= Your task =
Starting at the first line of the data below, write out each line exactly until you reach the line containing "use tracing::Instrument;", and include that line too.

[Dataset entries]
+-------+
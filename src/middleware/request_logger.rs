/// Request Logging Middleware
///
/// Opens a `request` span carrying a fresh request id, so every log line emitted
/// while handling the request (engine, audit, error rendering) shares that id.
/// The id is echoed back in the `x-request-id` response header, and one
/// completion line records status and latency.

use actix_web::{
    dev::{forward_ready, Service, ServiceRequest, ServiceResponse, Transform},
    http::header::{HeaderName, HeaderValue},
    Error,
};
use futures::future::LocalBoxFuture;
use std::rc::Rc;
use std::time::Instant;
use tracing::Instrument;

pub const REQUEST_ID_HEADER: &str = "x-request-id";

pub struct RequestLogger;

impl<S, B> Transform<S, ServiceRequest> for RequestLogger
where
    S: Service<ServiceRequest, Response = ServiceResponse<B>, Error = Error> + 'static,
    S::Future: 'static,
    B: 'static,
{
    type Response = ServiceResponse<B>;
    type Error = Error;
    type InitError = ();
    type Transform = RequestLoggerService<S>;
    type Future = std::future::Ready<Result<Self::Transform, Self::InitError>>;

    fn new_transform(&self, service: S) -> Self::Future {
        std::future::ready(Ok(RequestLoggerService {
            service: Rc::new(service),
        }))
    }
}

pub struct RequestLoggerService<S> {
    service: Rc<S>,
}

impl<S, B> Service<ServiceRequest> for RequestLoggerService<S>
where
    S: Service<ServiceRequest, Response = ServiceResponse<B>, Error = Error> + 'static,
    S::Future: 'static,
    B: 'static,
{
    type Response = ServiceResponse<B>;
    type Error = Error;
    type Future = LocalBoxFuture<'static, Result<Self::Response, Self::Error>>;

    forward_ready!(service);

    fn call(&self, req: ServiceRequest) -> Self::Future {
        let start_time = Instant::now();
        let request_id = uuid::Uuid::new_v4().to_string();
        let method = req.method().to_string();
        let path = req.path().to_string();
        let client_ip = req
            .connection_info()
            .realip_remote_addr()
            .unwrap_or("")
            .to_string();

        let span = tracing::info_span!(
            "request",
            request_id = %request_id,
            method = %method,
            path = %path,
        );
        let service = self.service.clone();

        Box::pin(
            async move {
                tracing::debug!("Request started");

                let mut result = service.call(req).await;
                let elapsed_ms = u64::try_from(start_time.elapsed().as_millis()).unwrap_or(u64::MAX);

                match &mut result {
                    Ok(res) => {
                        if let Ok(value) = HeaderValue::from_str(&request_id) {
                            res.headers_mut()
                                .insert(HeaderName::from_static(REQUEST_ID_HEADER), value);
                        }
                        tracing::info!(
                            client_ip = %client_ip,
                            status = res.status().as_u16(),
                            elapsed_ms,
                            "Request completed"
                        )
                    }
                    Err(e) => tracing::warn!(
                        client_ip = %client_ip,
                        status = e.as_response_error().status_code().as_u16(),
                        elapsed_ms,
                        "Request failed"
                    ),
                }

                result
            }
            .instrument(span),
        )
    }
}
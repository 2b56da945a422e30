mod auth;
mod health_check;

pub use auth::{login, logout, refresh, LoginRequest, LoginResponse, RefreshRequest, RefreshResponse};
pub use health_check::{health_check, liveness, readiness, LivenessResponse, ReadinessResponse};
/// Authentication Error Types
///
/// `AuthError` is the closed set of outcomes the authentication engine reports
/// to its callers. `StoreError` and `TokenError` belong to the collaborators
/// (record store, refresh token store, token issuer) and are always mapped into
/// `AuthError` before leaving the engine.

use thiserror::Error;

/// Failures reported by `AuthService`
#[derive(Debug, Error, Clone, PartialEq, Eq)]
pub enum AuthError {
    /// Unknown email or wrong password. Both cases are deliberately identical.
    #[error("invalid credentials")]
    InvalidCredentials,

    /// Token minting or refresh token persistence failed during login or refresh.
    #[error("failed to issue tokens")]
    IssuanceFailed,

    /// No stored refresh token, an expired one, or a value that does not match.
    #[error("invalid or expired refresh token")]
    InvalidOrExpiredRefreshToken,

    /// The refresh token was honoured but the account no longer exists.
    #[error("user not found")]
    UserNotFound,

    /// The refresh token entry could not be removed; logout did not complete.
    #[error("failed to delete refresh token")]
    DeletionFailed,
}

/// Failures reported by the record store and the expiring key-value store
#[derive(Debug, Error)]
pub enum StoreError {
    #[error("record not found")]
    NotFound,

    #[error("store call exceeded its deadline")]
    Timeout,

    #[error("store backend error: {0}")]
    Backend(String),
}

impl From<sqlx::Error> for StoreError {
    fn from(err: sqlx::Error) -> Self {
        match err {
            sqlx::Error::RowNotFound => StoreError::NotFound,
            other => StoreError::Backend(other.to_string()),
        }
    }
}

impl From<redis::RedisError> for StoreError {
    fn from(err: redis::RedisError) -> Self {
        StoreError::Backend(err.to_string())
    }
}

/// Failures reported by the token issuer
#[derive(Debug, Error)]
pub enum TokenError {
    #[error("signing secret is not configured")]
    MissingSecret,

    #[error("token signing failed: {0}")]
    Signing(#[source] jsonwebtoken::errors::Error),

    #[error("invalid or expired token: {0}")]
    Invalid(#[source] jsonwebtoken::errors::Error),
}
/// Authentication Audit Events
///
/// Security-relevant outcomes of login, refresh and logout are recorded through
/// an `AuditSink` handed to the engine at construction. Events never carry
/// passwords or token values.

use std::sync::Mutex;

use chrono::{DateTime, Utc};

#[derive(Debug, Clone, Copy, PartialEq, Eq)]
pub enum AuthEventKind {
    LoginSuccess,
    LoginFailed,
    RefreshSuccess,
    RefreshFailed,
    LogoutSuccess,
    LogoutFailed,
}

impl AuthEventKind {
    pub fn as_str(&self) -> &'static str {
        match self {
            AuthEventKind::LoginSuccess => "login_success",
            AuthEventKind::LoginFailed => "login_failed",
            AuthEventKind::RefreshSuccess => "refresh_success",
            AuthEventKind::RefreshFailed => "refresh_failed",
            AuthEventKind::LogoutSuccess => "logout_success",
            AuthEventKind::LogoutFailed => "logout_failed",
        }
    }

    pub fn is_failure(&self) -> bool {
        matches!(
            self,
            AuthEventKind::LoginFailed | AuthEventKind::RefreshFailed | AuthEventKind::LogoutFailed
        )
    }
}

/// A single audit record
#[derive(Debug, Clone, PartialEq, Eq)]
pub struct AuthEvent {
    pub kind: AuthEventKind,
    pub user_id: Option<String>,
    pub email: Option<String>,
    pub role: Option<String>,
    pub client_ip: Option<String>,
    pub reason: String,
    pub at: DateTime<Utc>,
}

impl AuthEvent {
    pub fn new(kind: AuthEventKind, reason: impl Into<String>) -> Self {
        Self {
            kind,
            user_id: None,
            email: None,
            role: None,
            client_ip: None,
            reason: reason.into(),
            at: Utc::now(),
        }
    }

    pub fn with_user_id(mut self, user_id: impl Into<String>) -> Self {
        self.user_id = Some(user_id.into());
        self
    }

    pub fn with_email(mut self, email: impl Into<String>) -> Self {
        self.email = Some(email.into());
        self
    }

    pub fn with_role(mut self, role: impl Into<String>) -> Self {
        self.role = Some(role.into());
        self
    }

    pub fn with_client_ip(mut self, client_ip: Option<&str>) -> Self {
        self.client_ip = client_ip.map(str::to_string);
        self
    }
}

/// Destination for audit events
pub trait AuditSink: Send + Sync {
    fn record(&self, event: &AuthEvent);
}

/// Writes audit events to the `audit` tracing target
#[derive(Debug, Clone, Default)]
pub struct TracingAuditSink;

impl AuditSink for TracingAuditSink {
    fn record(&self, event: &AuthEvent) {
        let user_id = event.user_id.as_deref().unwrap_or("");
        let email = event.email.as_deref().unwrap_or("");
        let role = event.role.as_deref().unwrap_or("");
        let ip = event.client_ip.as_deref().unwrap_or("");
        let time = event.at.to_rfc3339();

        if event.kind.is_failure() {
            tracing::warn!(target: "audit", event = event.kind.as_str(), user_id, email, role, ip, reason = %event.reason, time = %time, "auth_event");
        } else {
            tracing::info!(target: "audit", event = event.kind.as_str(), user_id, email, role, ip, reason = %event.reason, time = %time, "auth_event");
        }
    }
}

/// Keeps every event in memory; used to assert on the audit trail
#[derive(Debug, Default)]
pub struct RecordingAuditSink {
    events: Mutex<Vec<AuthEvent>>,
}

impl RecordingAuditSink {
    pub fn new() -> Self {
        Self::default()
    }

    pub fn events(&self) -> Vec<AuthEvent> {
        self.events.lock().map(|events| events.clone()).unwrap_or_default()
    }

    pub fn kinds(&self) -> Vec<AuthEventKind> {
        self.events().iter().map(|event| event.kind).collect()
    }
}

impl AuditSink for RecordingAuditSink {
    fn record(&self, event: &AuthEvent) {
        if let Ok(mut events) = self.events.lock() {
            events.push(event.clone());
        }
    }
}
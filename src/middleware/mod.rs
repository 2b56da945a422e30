/// Middleware module
///
/// Access token authentication and request logging.

mod jwt_middleware;
mod request_logger;

pub use jwt_middleware::{bearer_token, JwtMiddleware};
pub use request_logger::{RequestLogger, REQUEST_ID_HEADER};
/// JWT Token Issuance and Validation
///
/// Mints access and refresh tokens with a single HS256 secret and validates
/// access tokens for the request-authentication middleware.

use chrono::{DateTime, Duration, Utc};
use jsonwebtoken::{decode, encode, Algorithm, DecodingKey, EncodingKey, Header, Validation};
use serde::Serialize;

use crate::auth::claims::{AccessClaims, RefreshClaims};
use crate::auth::errors::TokenError;
use crate::configuration::JwtSettings;

/// Signs access and refresh tokens with one shared secret
#[derive(Clone)]
pub struct TokenIssuer {
    encoding_key: EncodingKey,
    decoding_key: DecodingKey,
    access_ttl: Duration,
    issuer: String,
}

impl TokenIssuer {
    /// Build an issuer from JWT settings
    ///
    /// # Errors
    /// Returns `TokenError::MissingSecret` if the signing secret is empty
    pub fn new(config: &JwtSettings) -> Result<Self, TokenError> {
        if config.secret.trim().is_empty() {
            return Err(TokenError::MissingSecret);
        }

        Ok(Self {
            encoding_key: EncodingKey::from_secret(config.secret.as_bytes()),
            decoding_key: DecodingKey::from_secret(config.secret.as_bytes()),
            access_ttl: Duration::seconds(config.access_token_expiry),
            issuer: config.issuer.clone(),
        })
    }

    /// Lifetime of an access token in seconds
    pub fn access_ttl_seconds(&self) -> i64 {
        self.access_ttl.num_seconds()
    }

    /// Issue an access token for `subject` with `role`, expiring after the access TTL
    pub fn issue_access_token(&self, subject: &str, role: &str) -> Result<String, TokenError> {
        self.issue_access_token_at(subject, role, Utc::now())
    }

    /// Issue an access token as if the current time were `now`
    pub fn issue_access_token_at(
        &self,
        subject: &str,
        role: &str,
        now: DateTime<Utc>,
    ) -> Result<String, TokenError> {
        let claims = AccessClaims::new(subject, role, now, self.access_ttl, &self.issuer);
        self.sign(&claims)
    }

    /// Issue a refresh token for `subject`
    ///
    /// The token has no `exp` claim; the refresh token store decides how long it lives.
    pub fn issue_refresh_token(&self, subject: &str) -> Result<String, TokenError> {
        self.sign(&RefreshClaims::new(subject))
    }

    /// Validate an access token and return its claims
    ///
    /// # Errors
    /// Returns error if the token is malformed, tampered with, expired or from another issuer
    pub fn validate_access_token(&self, token: &str) -> Result<AccessClaims, TokenError> {
        let mut validation = Validation::new(Algorithm::HS256);
        validation.set_issuer(&[&self.issuer]);

        decode::<AccessClaims>(token, &self.decoding_key, &validation)
            .map(|data| data.claims)
            .map_err(TokenError::Invalid)
    }

    fn sign<T: Serialize>(&self, claims: &T) -> Result<String, TokenError> {
        encode(&Header::new(Algorithm::HS256), claims, &self.encoding_key)
            .map_err(TokenError::Signing)
    }
}
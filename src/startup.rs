use actix_web::dev::Server;
use actix_web::{web, App, HttpServer};
use std::net::TcpListener;

use crate::auth::AuthService;
use crate::middleware::{JwtMiddleware, RequestLogger};
use crate::routes::{health_check, liveness, login, logout, readiness, refresh};

pub fn run(listener: TcpListener, auth: AuthService) -> Result<Server, std::io::Error> {
    let issuer = auth.issuer().clone();
    let auth = web::Data::new(auth);

    let server = HttpServer::new(move || {
        App::new()
            .wrap(RequestLogger)
            .app_data(auth.clone())
            // Public routes
            .route("/health_check", web::get().to(health_check))
            .route("/system/liveness", web::get().to(liveness))
            .route("/system/readiness", web::get().to(readiness))
            .route("/auth/login", web::post().to(login))
            .route("/auth/refresh", web::post().to(refresh))
            // Protected routes (require a valid access token)
            .service(
                web::resource("/auth/logout")
                    .route(web::post().to(logout))
                    .wrap(JwtMiddleware::new(issuer.clone())),
            )
    })
    .listen(listener)?
    .run();

    Ok(server)
}
/// Application Error Handling
///
/// Every error that can reach an HTTP response is an `AppError`. The engine's
/// closed `AuthError` set is wrapped as-is; collaborator errors never get here.
/// Each error is logged once, inside the request span opened by `RequestLogger`,
/// and rendered as `ErrorResponse` carrying the same error id as the log line.

use actix_web::{error::ResponseError, http::StatusCode, HttpResponse};
use thiserror::Error;

use crate::auth::AuthError;

/// ============================================================================
/// 1. DOMAIN-SPECIFIC ERROR TYPES
/// ============================================================================

/// Request body validation errors
#[derive(Debug, Clone, Error, PartialEq, Eq)]
pub enum ValidationError {
    #[error("{0} is empty")]
    EmptyField(&'static str),
    #[error("{0} is too long (maximum {1} characters)")]
    TooLong(&'static str, usize),
    #[error("{0} has invalid format")]
    InvalidFormat(&'static str),
}

/// Configuration errors
#[derive(Debug, Error)]
pub enum ConfigurationError {
    #[error("Missing required config: {0}")]
    MissingRequired(String),
    #[error("Invalid config value: {0}")]
    InvalidValue(String),
}

/// ============================================================================
/// 2. UNIFIED APPLICATION ERROR TYPE
/// ============================================================================

#[derive(Debug, Error)]
pub enum AppError {
    #[error(transparent)]
    Validation(#[from] ValidationError),
    #[error(transparent)]
    Auth(#[from] AuthError),
    /// Missing, malformed or expired access token on a protected route
    #[error("Invalid or expired access token")]
    Token,
    #[error(transparent)]
    Config(#[from] ConfigurationError),
    #[error("Internal error: {0}")]
    Internal(String),
}

// ============================================================================
// 3. HTTP RESPONSE MAPPING
// ============================================================================

/// Error response structure for HTTP responses
#[derive(Debug, serde::Serialize)]
pub struct ErrorResponse {
    /// Unique error ID for tracking
    pub error_id: String,
    /// Human-readable error message
    pub message: String,
    /// Error code for client-side handling
    pub code: String,
    /// HTTP status code
    pub status: u16,
    /// Timestamp when error occurred
    pub timestamp: String,
}

impl ErrorResponse {
    pub fn new(error_id: String, message: String, code: String, status: u16) -> Self {
        Self {
            error_id,
            message,
            code,
            status,
            timestamp: chrono::Utc::now().to_rfc3339(),
        }
    }
}

/// Trait for converting errors to HTTP responses with proper logging
pub trait ErrorHandler {
    fn error_response(&self, error_id: &str) -> (StatusCode, ErrorResponse);
    fn log_error(&self, error_id: &str);
}

impl AppError {
    fn classify(&self) -> (StatusCode, &'static str, String) {
        match self {
            AppError::Validation(e) => (StatusCode::BAD_REQUEST, "VALIDATION_ERROR", e.to_string()),
            AppError::Auth(e) => match e {
                AuthError::InvalidCredentials => {
                    (StatusCode::UNAUTHORIZED, "INVALID_CREDENTIALS", e.to_string())
                }
                AuthError::InvalidOrExpiredRefreshToken => {
                    (StatusCode::UNAUTHORIZED, "INVALID_REFRESH_TOKEN", e.to_string())
                }
                AuthError::UserNotFound => (StatusCode::NOT_FOUND, "USER_NOT_FOUND", e.to_string()),
                AuthError::IssuanceFailed => (
                    StatusCode::INTERNAL_SERVER_ERROR,
                    "TOKEN_ISSUANCE_FAILED",
                    e.to_string(),
                ),
                AuthError::DeletionFailed => {
                    (StatusCode::INTERNAL_SERVER_ERROR, "LOGOUT_FAILED", e.to_string())
                }
            },
            AppError::Token => (StatusCode::UNAUTHORIZED, "TOKEN_INVALID", self.to_string()),
            AppError::Config(_) => (
                StatusCode::INTERNAL_SERVER_ERROR,
                "CONFIG_ERROR",
                "Server configuration error".to_string(),
            ),
            AppError::Internal(_) => (
                StatusCode::INTERNAL_SERVER_ERROR,
                "INTERNAL_ERROR",
                "Internal server error".to_string(),
            ),
        }
    }
}

impl ErrorHandler for AppError {
    fn error_response(&self, error_id: &str) -> (StatusCode, ErrorResponse) {
        let (status, code, message) = self.classify();
        let error_response =
            ErrorResponse::new(error_id.to_string(), message, code.to_string(), status.as_u16());

        (status, error_response)
    }

    fn log_error(&self, error_id: &str) {
        match self {
            AppError::Validation(e) => {
                tracing::warn!(error_id = error_id, error = %e, "Validation error");
            }
            AppError::Auth(e @ (AuthError::IssuanceFailed | AuthError::DeletionFailed)) => {
                tracing::error!(error_id = error_id, error = %e, "Authentication failure");
            }
            AppError::Auth(e) => {
                tracing::warn!(error_id = error_id, error = %e, "Authentication error");
            }
            AppError::Token => {
                tracing::warn!(error_id = error_id, "Rejected access token");
            }
            AppError::Config(e) => {
                tracing::error!(error_id = error_id, error = %e, "Configuration error");
            }
            AppError::Internal(msg) => {
                tracing::error!(error_id = error_id, error = %msg, "Internal error");
            }
        }
    }
}

/// Implement ResponseError for Actix-web integration
impl ResponseError for AppError {
    fn error_response(&self) -> HttpResponse {
        let error_id = uuid::Uuid::new_v4().to_string();
        self.log_error(&error_id);

        let (status, error_response) = <Self as ErrorHandler>::error_response(self, &error_id);

        HttpResponse::build(status).json(error_response)
    }

    fn status_code(&self) -> StatusCode {
        self.classify().0
    }
}
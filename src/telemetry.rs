use tracing_subscriber::{layer::SubscriberExt, util::SubscriberInitExt, EnvFilter};

/// 구조화된 로깅을 초기화합니다.
/// JSON 형식의 로그를 stdout으로 출력하며, RUST_LOG 환경 변수로 로그 레벨을 제어합니다.
/// 감사 이벤트는 `audit` target으로 기록되므로 `RUST_LOG=info,audit=info` 처럼 따로 조절할 수 있습니다.
pub fn init_telemetry(default_filter: &str) {
    let env_filter =
        EnvFilter::try_from_default_env().unwrap_or_else(|_| EnvFilter::new(default_filter));

    let formatting_layer = tracing_subscriber::fmt::layer()
        .with_writer(std::io::stdout)
        .with_target(true)
        .json();

    // 테스트 등에서 이미 초기화된 경우 무시합니다.
    let _ = tracing_subscriber::registry()
        .with(env_filter)
        .with(formatting_layer)
        .try_init();
}

#[cfg(test)]
mod tests {
    use super::*;

    #[test]
    fn test_init_telemetry_is_repeatable() {
        init_telemetry("debug");
        init_telemetry("info");
        tracing::info!(target: "audit", event = "login_success", "telemetry smoke test");
    }
}
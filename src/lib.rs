pub mod auth;
pub mod configuration;
pub mod error;
pub mod middleware;
pub mod routes;
pub mod startup;
pub mod telemetry;
pub mod users;
pub mod validators;
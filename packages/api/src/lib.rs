//! # API crate — identity and journaling services over the object store
//!
//! This crate is what the UI layers talk to. It owns account and session
//! lifecycle, journal entry persistence and aggregates, the theme
//! preference, and the affirmations catalog, all layered on the `store`
//! crate's tables and slots.
//!
//! ## Modules
//!
//! | Module | Purpose |
//! |--------|---------|
//! | [`auth`] | Signup, login, logout, and current-session lookup; Argon2 password hashing |
//! | [`journal`] | Mood/gratitude journal entries, weekly and per-mood statistics, plain-text export |
//! | [`models`] | The `user` table record and its client-safe session projection |
//! | [`prefs`] | The per-device dark/light theme preference |
//! | [`affirmations`] | The built-in affirmations library |
//!
//! Services are constructed once with a [`store::Storage`] backend and
//! passed by reference to UI code; there are no process-wide singletons.

pub mod affirmations;
pub mod auth;
pub mod journal;
pub mod models;
pub mod prefs;

pub use auth::{AuthError, AuthService};
pub use journal::{
    JournalEntry, JournalError, JournalService, JournalStats, Mood, NewEntry,
};
pub use models::{SessionUser, User};
pub use prefs::{Preferences, Theme};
+-------+
= Exercise output =
filename src/middleware/request_logger.rs
/// Request Logging Middleware
///
/// Opens a `request` span carrying a fresh request id, so every log line emitted
/// while handling the request (engine, audit, error rendering) shares that id.
/// The id is echoed back in the `x-request-id` response header, and one
/// completion line records status and latency.

use actix_web::{
    dev::{forward_ready, Service, ServiceRequest, ServiceResponse, Transform},
    http::header::{HeaderName, HeaderValue},
    Error,
};
use futures::future::LocalBoxFuture;
use std::rc::Rc;
use std::time::Instant;
use tracing::Instrument;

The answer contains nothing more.